ABOUT MONTAGE GOLD CORP.

 

Montage is a Canadian-based precious metals exploration and development company focused on opportunities in Côte d’Ivoire. The Company’s flagship property is the Koné Gold Project, located in northwest Côte d’Ivoire, which currently hosts a Probable Mineral Reserve of 161.1Mt grading 0.66g/t for 3.42M ounces of gold. The Company released the results of a definitive feasibility study on the Koné Gold Project on February 14, 2022, outlining a 15-year gold project producing 3.06M ounces of gold with average annual production of 207koz, and peak production of 320koz. Montage has a management team and Board with significant experience in discovering and developing gold deposits in Africa.

 

TECHNICAL DISCLOSURE

The mineral reserve estimate for the Koné Gold Project was carried out by Ms. Joeline McGrath of Carci Mining Consultants Ltd. who is considered to be independent of Montage. Ms. McGrath is a member in good standing of the Australian Institute of Mining and Metallurgy and has sufficient experience which is relevant to the work which she is undertaking to qualify as a Qualified Person under National Instrument 43–101 (“NI 43-101”).

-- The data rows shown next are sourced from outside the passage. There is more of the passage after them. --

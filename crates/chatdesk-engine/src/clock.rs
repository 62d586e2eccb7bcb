//! Injected time source
//!
//! Every component that reads "now" does so through [`Clock`] so that the
//! dispatcher, the timeout scan, and the shift windows stay deterministic
//! under test.

use std::sync::Mutex;

use chrono::{DateTime, Duration, Utc};

/// Monotonic source of the current instant
///
/// Production code uses [`SystemClock`]; tests drive a [`SimulatedClock`]
/// forward by hand to exercise shift boundaries and poll timeouts without
/// sleeping.
pub trait Clock: Send + Sync {
    /// The current instant in UTC
    fn now(&self) -> DateTime<Utc>;
}

/// Wall-clock implementation backed by `chrono::Utc::now`
#[derive(Debug, Default, Clone, Copy)]
pub struct SystemClock;

impl Clock for SystemClock {
    fn now(&self) -> DateTime<Utc> {
        Utc::now()
    }
}

/// Manually advanced clock for tests
///
/// ```
/// use chatdesk_engine::clock::{Clock, SimulatedClock};
/// use chrono::{Duration, TimeZone, Utc};
///
/// let clock = SimulatedClock::new(Utc.with_ymd_and_hms(2025, 6, 2, 12, 0, 0).unwrap());
/// clock.advance(Duration::seconds(3));
/// assert_eq!(clock.now().timestamp(), 1748865603);
/// ```
#[derive(Debug)]
pub struct SimulatedClock {
    now: Mutex<DateTime<Utc>>,
}

impl SimulatedClock {
    /// Create a clock frozen at the given instant
    pub fn new(start: DateTime<Utc>) -> Self {
        Self { now: Mutex::new(start) }
    }

    /// Move the clock forward
    pub fn advance(&self, by: Duration) {
        let mut now = self.now.lock().expect("clock lock poisoned");
        *now = *now + by;
    }

    /// Jump the clock to an absolute instant
    pub fn set(&self, to: DateTime<Utc>) {
        let mut now = self.now.lock().expect("clock lock poisoned");
        *now = to;
    }
}

impl Clock for SimulatedClock {
    fn now(&self) -> DateTime<Utc> {
        *self.now.lock().expect("clock lock poisoned")
    }
}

The DFS was prepared by Lycopodium Minerals Pty Ltd. and incorporates the work of Lycopodium and Specialist Consultants, under the supervision of Sandy Hunter, MAusIMM(CP), of Lycopodium, a Qualified Person pursuant to NI 43-101 who is independent of Montage.

 

For further details of the data verification undertaken, exploration undertaken and associated QA/QC programs, and the interpretation thereof, and the assumptions, parameters and methods used to develop the mineral reserve estimate for the Koné Gold Project, please see the DFS, entitled “Koné Gold Project, Côte d’Ivoire Definitive Feasibility Study National Instrument 43-101 Technical Report” and filed on SEDAR at www.sedar.com. Readers are encouraged to read the DFS in its entirety, including all qualifications, assumptions and exclusions that relate to the details summarized in this news release. The DFS is intended to be read as a whole, and sections should not be read or relied upon out of context.

 

The technical contents of this press release have been approved by Hugh Stuart, BSc, MSc, a Qualified Person pursuant to NI 43-101. Mr. Stuart is the Chief Executive Officer of the Company, a Chartered Geologist and a Fellow of the Geological Society of London. Mr. Stuart is not independent of Montage as he is an officer, director and shareholder of Montage.